身体は骨と骨通しを筋肉やその他結合組織でつなぎ合わせることによって基本構造が成り立っています。なので、その構造を理解しておくことは、身体の使い方をよりよいものにするために役立ちます。

その構造の大黒柱である脊柱は、骨のブロック(脊椎)のつなぎ合わせであり、
脊椎を1つ1つつなぐ筋肉も存在するため、脊椎を1つ1つ動かすことも不可能ではないでしょう。

ただし、1つ1つつなげる筋肉は小さなもので、動きをつくるというよりは、脊椎をつなぎ合わせて安定させる働きのほうがメインになります。いわゆるインナーマッスルの働きですね。

実際に動きをつくる筋肉はもっと大きく長い筋肉です。脊椎を数個飛ばして繋いだり、脊椎を別の骨とつなぎあわせたりしています。いわゆるアウターマッスルと呼ばれたりする筋肉たちです。

このアウターマッスルの骨のつなぎ方はおおまかな法則性があり、それが今回のテーマである身体を丸めたり反らせたりする4つ部分です。
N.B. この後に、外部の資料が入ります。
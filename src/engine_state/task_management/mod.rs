//! # Task Management System
//!
//! A fixed pool of worker threads executing [`Task`]s in FIFO order, with results handed back to
//! the thread that owns the manager.
//!
//! ## Architecture Overview
//! - `TaskManager`: owns the workers and both queues
//! - job queue: mutex-guarded FIFO the workers poll; a worker that finds it empty or contended
//!   sleeps for [`POLL_INTERVAL`] and tries again
//! - finalize queue: mutex-guarded FIFO of finished tasks, drained on the owning thread
//!
//! ## Task Lifecycle
//! 1. Tasks are published via `TaskManager::publish_task()`
//! 2. The first idle worker pops the oldest task and runs it
//! 3. The finished task is pushed onto the finalize queue
//! 4. Each call to `process_completed_tasks()` finalizes at most one task on the owning thread
//!
//! ## Shutdown
//! Dropping the manager raises the kill flag and joins every worker. Tasks still queued are
//! dropped without running or finalizing; there is no cancellation of a running task. A worker
//! that died from a panic is logged, and the first panic is resumed on the dropping thread unless
//! it is already unwinding.
//!
//! ## Example Usage
//! ```rust
//! use sparse_voxel_engine::engine_state::task_management::{task::Task, TaskManager};
//!
//! struct Square(u64, u64);
//!
//! impl Task<Vec<u64>> for Square {
//!     fn run(&mut self) {
//!         self.1 = self.0 * self.0;
//!     }
//!
//!     fn finalize_in_main_thread(self: Box<Self>, results: &mut Vec<u64>) {
//!         results.push(self.1);
//!     }
//! }
//!
//! let mut task_manager = TaskManager::<Vec<u64>>::new(2);
//! task_manager.publish_task(Box::new(Square(3, 0)));
//!
//! let mut results = Vec::new();
//! while results.is_empty() {
//!     task_manager.process_completed_tasks(&mut results);
//! }
//! assert_eq!(results, vec![9]);
//! ```

pub mod task;

use std::any::Any;
use std::collections::VecDeque;
use std::sync::atomic::{AtomicBool, Ordering};
use std::sync::{Arc, Mutex, PoisonError};
use std::thread::{self, JoinHandle};
use std::time::Duration;

use log::{error, info, trace};
use task::Task;

/// How long an idle worker sleeps before polling the job queue again.
pub const POLL_INTERVAL: Duration = Duration::from_millis(10);

type TaskQueue<C> = Arc<Mutex<VecDeque<Box<dyn Task<C>>>>>;

/// Manages a pool of worker threads and coordinates task execution.
///
/// # Implementation Notes
/// - Workers never touch the context `C`; only `process_completed_tasks()` does
/// - A panic inside `Task::run` is not caught and takes its worker down
pub struct TaskManager<C: ?Sized + 'static> {
    workers: Vec<JoinHandle<()>>,
    job_queue: TaskQueue<C>,
    finalize_queue: TaskQueue<C>,
    kill_flag: Arc<AtomicBool>,
    /// Published tasks not yet finalized.
    tasks_in_flight: usize,
}

fn worker_loop<C: ?Sized + 'static>(
    job_queue: TaskQueue<C>,
    finalize_queue: TaskQueue<C>,
    kill_flag: Arc<AtomicBool>,
) {
    while !kill_flag.load(Ordering::Acquire) {
        let job = match job_queue.try_lock() {
            Ok(mut queue) => queue.pop_front(),
            Err(_) => None,
        };

        match job {
            Some(mut job) => {
                job.run();
                finalize_queue
                    .lock()
                    .unwrap_or_else(PoisonError::into_inner)
                    .push_back(job);
            }
            None => thread::sleep(POLL_INTERVAL),
        }
    }
}

impl<C: ?Sized + 'static> TaskManager<C> {
    /// Creates a new `TaskManager` with `num_workers` worker threads.
    ///
    /// # Panics
    /// Panics if the underlying thread creation fails.
    pub fn new(num_workers: usize) -> Self {
        let job_queue: TaskQueue<C> = Arc::new(Mutex::new(VecDeque::new()));
        let finalize_queue: TaskQueue<C> = Arc::new(Mutex::new(VecDeque::new()));
        let kill_flag = Arc::new(AtomicBool::new(false));

        info!(
            "Available parallelism: {:?}, starting {} workers",
            thread::available_parallelism(),
            num_workers
        );

        let workers = (0..num_workers)
            .map(|_| {
                let job_queue = job_queue.clone();
                let finalize_queue = finalize_queue.clone();
                let kill_flag = kill_flag.clone();
                thread::spawn(move || worker_loop(job_queue, finalize_queue, kill_flag))
            })
            .collect();

        TaskManager {
            workers,
            job_queue,
            finalize_queue,
            kill_flag,
            tasks_in_flight: 0,
        }
    }

    pub fn worker_count(&self) -> usize {
        self.workers.len()
    }

    /// Appends a task to the back of the job queue.
    pub fn publish_task(&mut self, task: Box<dyn Task<C>>) {
        self.job_queue
            .lock()
            .unwrap_or_else(PoisonError::into_inner)
            .push_back(task);
        self.tasks_in_flight += 1;
    }

    /// Finalizes the oldest finished task, if any.
    ///
    /// Must be called from the thread that owns the manager, typically once per tick.
    ///
    /// # Returns
    /// `true` when a task was finalized.
    pub fn process_completed_tasks(&mut self, context: &mut C) -> bool {
        let finished = self
            .finalize_queue
            .lock()
            .unwrap_or_else(PoisonError::into_inner)
            .pop_front();

        match finished {
            Some(task) => {
                task.finalize_in_main_thread(context);
                self.tasks_in_flight -= 1;
                trace!("Finalized task, {} still in flight", self.tasks_in_flight);
                true
            }
            None => false,
        }
    }

    /// Tasks published and not yet finalized, queued, running or waiting to finalize.
    pub fn tasks_in_flight(&self) -> usize {
        self.tasks_in_flight
    }

    /// Tasks no worker has picked up yet.
    pub fn queued_task_count(&self) -> usize {
        self.job_queue
            .lock()
            .unwrap_or_else(PoisonError::into_inner)
            .len()
    }

    /// Finished tasks waiting for `process_completed_tasks()`.
    pub fn completed_task_count(&self) -> usize {
        self.finalize_queue
            .lock()
            .unwrap_or_else(PoisonError::into_inner)
            .len()
    }
}

fn panic_message(payload: &(dyn Any + Send)) -> &str {
    if let Some(message) = payload.downcast_ref::<&str>() {
        message
    } else if let Some(message) = payload.downcast_ref::<String>() {
        message
    } else {
        "<non-string panic>"
    }
}

impl<C: ?Sized + 'static> Drop for TaskManager<C> {
    fn drop(&mut self) {
        self.kill_flag.store(true, Ordering::Release);
        let mut first_panic = None;
        for (i, worker) in self.workers.drain(..).enumerate() {
            info!("Joining thread {i}");
            if let Err(payload) = worker.join() {
                error!("Worker {i} panicked: {}", panic_message(payload.as_ref()));
                first_panic.get_or_insert(payload);
            }
        }
        if let Some(payload) = first_panic {
            if !thread::panicking() {
                std::panic::resume_unwind(payload);
            }
        }
    }
}

#[cfg(test)]
mod tests {
    use std::time::Instant;

    use super::*;

    struct Record {
        id: usize,
        ran_on: Option<thread::ThreadId>,
    }

    impl Task<Vec<(usize, bool)>> for Record {
        fn run(&mut self) {
            self.ran_on = Some(thread::current().id());
        }

        fn finalize_in_main_thread(self: Box<Self>, finalized: &mut Vec<(usize, bool)>) {
            let ran_elsewhere = self.ran_on.is_some_and(|id| id != thread::current().id());
            finalized.push((self.id, ran_elsewhere));
        }
    }

    fn drain(
        manager: &mut TaskManager<Vec<(usize, bool)>>,
        finalized: &mut Vec<(usize, bool)>,
        expected: usize,
    ) {
        let deadline = Instant::now() + Duration::from_secs(10);
        while finalized.len() < expected && Instant::now() < deadline {
            if !manager.process_completed_tasks(finalized) {
                thread::sleep(Duration::from_millis(1));
            }
        }
    }

    #[test]
    fn every_task_is_finalized_once() {
        let mut manager = TaskManager::new(4);
        for id in 0..32 {
            manager.publish_task(Box::new(Record { id, ran_on: None }));
        }
        assert_eq!(manager.tasks_in_flight(), 32);

        let mut finalized = Vec::new();
        drain(&mut manager, &mut finalized, 32);

        let mut ids: Vec<usize> = finalized.iter().map(|(id, _)| *id).collect();
        ids.sort();
        assert_eq!(ids, (0..32).collect::<Vec<_>>());
        assert!(finalized.iter().all(|(_, ran_elsewhere)| *ran_elsewhere));
        assert_eq!(manager.tasks_in_flight(), 0);
        assert!(!manager.process_completed_tasks(&mut finalized));
    }

    #[test]
    fn one_task_finalized_per_call() {
        let mut manager = TaskManager::new(1);
        for id in 0..3 {
            manager.publish_task(Box::new(Record { id, ran_on: None }));
        }
        let deadline = Instant::now() + Duration::from_secs(10);
        while manager.completed_task_count() < 3 && Instant::now() < deadline {
            thread::sleep(Duration::from_millis(1));
        }

        let mut finalized = Vec::new();
        assert!(manager.process_completed_tasks(&mut finalized));
        assert_eq!(finalized.len(), 1);
        // a single worker preserves FIFO order
        assert_eq!(finalized[0].0, 0);
    }

    struct Explode;

    impl Task<Vec<(usize, bool)>> for Explode {
        fn run(&mut self) {
            panic!("mesher blew up");
        }

        fn finalize_in_main_thread(self: Box<Self>, _: &mut Vec<(usize, bool)>) {}
    }

    #[test]
    fn worker_panic_resurfaces_on_drop() {
        let mut manager = TaskManager::<Vec<(usize, bool)>>::new(1);
        manager.publish_task(Box::new(Explode));
        let deadline = Instant::now() + Duration::from_secs(10);
        while manager.queued_task_count() > 0 && Instant::now() < deadline {
            thread::sleep(Duration::from_millis(1));
        }

        let result = std::panic::catch_unwind(std::panic::AssertUnwindSafe(move || drop(manager)));
        let payload = result.expect_err("the worker panic must not be swallowed");
        assert_eq!(panic_message(payload.as_ref()), "mesher blew up");
    }

    #[test]
    fn drop_abandons_queued_tasks() {
        let mut manager = TaskManager::<Vec<(usize, bool)>>::new(0);
        manager.publish_task(Box::new(Record { id: 0, ran_on: None }));
        assert_eq!(manager.queued_task_count(), 1);
        drop(manager);
    }
}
丸める側と反らせる側は表裏の関係にあり、位置関係はほぼ一緒です。

すなわち、①頸部、②胸部・上背部(胸椎)、③腹部・腰部(腰椎)、④股関節の4部分です。

この記事冒頭の動画前半では、実際に丸めたり反らせたりしながら見せてお伝えしています。
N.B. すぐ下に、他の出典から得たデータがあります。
//! Rendering system for the voxel engine.
//!
//! Everything between the voxel store and the render backend: the greedy mesher, the per
//! sub-chunk double-buffered render state, the background meshing job and the
//! [`WorldRenderer`] that schedules jobs and issues draws.

pub mod meshing;
pub mod sub_chunk;
pub mod tasks;
pub mod world_renderer;

// Re-export commonly used types
pub use sub_chunk::{MeshBuffer, MeshBufferState, WorldSubChunk};
pub use world_renderer::{DrawParameters, SubChunkView, WorldRenderer};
ただ、これら4部分を動かす筋肉たちは、力が強いので、動画の後半にもある通り、動きだけでなく「静(止める)」ことにも大きな影響を及ぼします。

前後バランスについては、丸めると反らすの表裏関係のバランスを意味しています。動画の例にあるとおり、胸椎を丸める力が強ければ、胸椎を反らす力は弱くなってしまいます。

負担配分については、同じ側の中でのバランスを意味しています。動画の例にもある通り、反らす部分の中でも、反らす力が100必要であるとすれば、胸椎部分が弱く30であれば、腰椎部分が70を補うことになります。
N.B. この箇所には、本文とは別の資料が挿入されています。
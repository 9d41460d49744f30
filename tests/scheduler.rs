use std::thread;
use std::time::{Duration, Instant};

use cgmath::Point3;
use sparse_voxel_engine::engine_state::buffer_state::HeadlessBufferState;
use sparse_voxel_engine::engine_state::rendering::WorldRenderer;
use sparse_voxel_engine::engine_state::voxels::world::World;

/// Ticks until every job is finalized and returns how many ticks finalized one.
fn drain(renderer: &mut WorldRenderer, backend: &mut HeadlessBufferState) -> usize {
    let mut finalized = 0;
    let deadline = Instant::now() + Duration::from_secs(20);
    while renderer.jobs_in_flight() > 0 && Instant::now() < deadline {
        if renderer.update(backend) {
            finalized += 1;
        } else {
            thread::sleep(Duration::from_millis(1));
        }
    }
    finalized
}

fn positions(backend: &HeadlessBufferState, renderer: &WorldRenderer, offset: Point3<i32>) -> Vec<f32> {
    let sub_chunk = renderer.sub_chunk(offset).expect("sub-chunk should exist");
    let handle = sub_chunk
        .get()
        .active_buffer()
        .handle()
        .expect("a non-empty mesh has a buffer array");
    backend
        .buffer_data(handle, 1)
        .expect("position buffer")
        .chunks_exact(4)
        .map(|bytes| f32::from_le_bytes([bytes[0], bytes[1], bytes[2], bytes[3]]))
        .collect()
}

#[test]
fn each_sub_chunk_is_finalized_once_with_its_own_mesh() {
    let mut world = World::new();
    let mut offsets = Vec::new();
    for i in 0..8 {
        let offset = Point3::new((i & 1) * 32, ((i >> 1) & 1) * 32, ((i >> 2) & 1) * 32);
        world.add_node(offset.x + i, offset.y + i, offset.z + i, [1, 1, 1]);
        offsets.push(offset);
    }

    let mut renderer = WorldRenderer::new(4, 16);
    let mut backend = HeadlessBufferState::new();
    assert_eq!(renderer.generate_visible_chunks(&world), 8);
    assert_eq!(drain(&mut renderer, &mut backend), 8, "one finalize per job");
    assert!(!renderer.update(&mut backend), "no extra finalize");

    for (i, offset) in offsets.into_iter().enumerate() {
        let coordinates = positions(&backend, &renderer, offset);
        let min = coordinates.iter().cloned().fold(f32::INFINITY, f32::min);
        let max = coordinates.iter().cloned().fold(f32::NEG_INFINITY, f32::max);
        assert_eq!(min, i as f32, "sub-chunk {offset:?} got another sub-chunk's mesh");
        assert_eq!(max, i as f32 + 1.0);

        let sub_chunk = renderer.sub_chunk(offset).unwrap().get();
        assert!(sub_chunk.is_ready());
        assert!(!sub_chunk.is_dirty());
    }
}

#[test]
fn edit_while_meshing_is_not_lost() {
    let mut world = World::new();
    world.add_node(3, 3, 3, [1, 1, 1]);

    let mut renderer = WorldRenderer::new(1, 16);
    let mut backend = HeadlessBufferState::new();
    assert_eq!(renderer.generate_visible_chunks(&world), 1);

    // the edit lands while the job is in flight
    world.add_node(4, 3, 3, [1, 1, 1]);
    assert!(renderer.set_chunk_dirty(Point3::new(0, 0, 0)));
    assert_eq!(drain(&mut renderer, &mut backend), 1);

    {
        let sub_chunk = renderer.sub_chunk(Point3::new(0, 0, 0)).unwrap().get();
        assert!(sub_chunk.is_ready(), "the stale mesh is still swapped in");
        assert!(sub_chunk.is_dirty(), "the edit keeps the sub-chunk dirty");
        assert_eq!(sub_chunk.active_buffer().index_count(), 36);
    }

    assert_eq!(renderer.generate_visible_chunks(&world), 1);
    drain(&mut renderer, &mut backend);
    let sub_chunk = renderer.sub_chunk(Point3::new(0, 0, 0)).unwrap().get();
    assert!(!sub_chunk.is_dirty());
    let coordinates = positions(&backend, &renderer, Point3::new(0, 0, 0));
    assert!(coordinates.contains(&5.0), "the new voxel is meshed");
}

#[test]
fn shutdown_with_queued_jobs_does_not_hang() {
    let mut world = World::new();
    for i in 0..4 {
        world.add_node(i * 32, 0, 0, [2, 2, 2]);
    }
    let mut renderer = WorldRenderer::new(2, 16);
    renderer.generate_visible_chunks(&world);
    drop(renderer);
}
なので、腰椎の負担を減らしたければ、胸椎部分が50になれば、腰椎部分の負担は50に下がります。

以上のように、今回のテーマは身体の「動」と「静」を司る根幹にかかわる重要なことなのです。

トレーニングを長年やっている人ならば、知識がなくとも、感覚として感じ取っている部分でしょう。

トレーニングで、痛みを予防しようとしてベルトをつける前に、丸める反らすそれぞれ4つの部分、合わせて8エリアのバランスという視点を取り入れてほしいですね。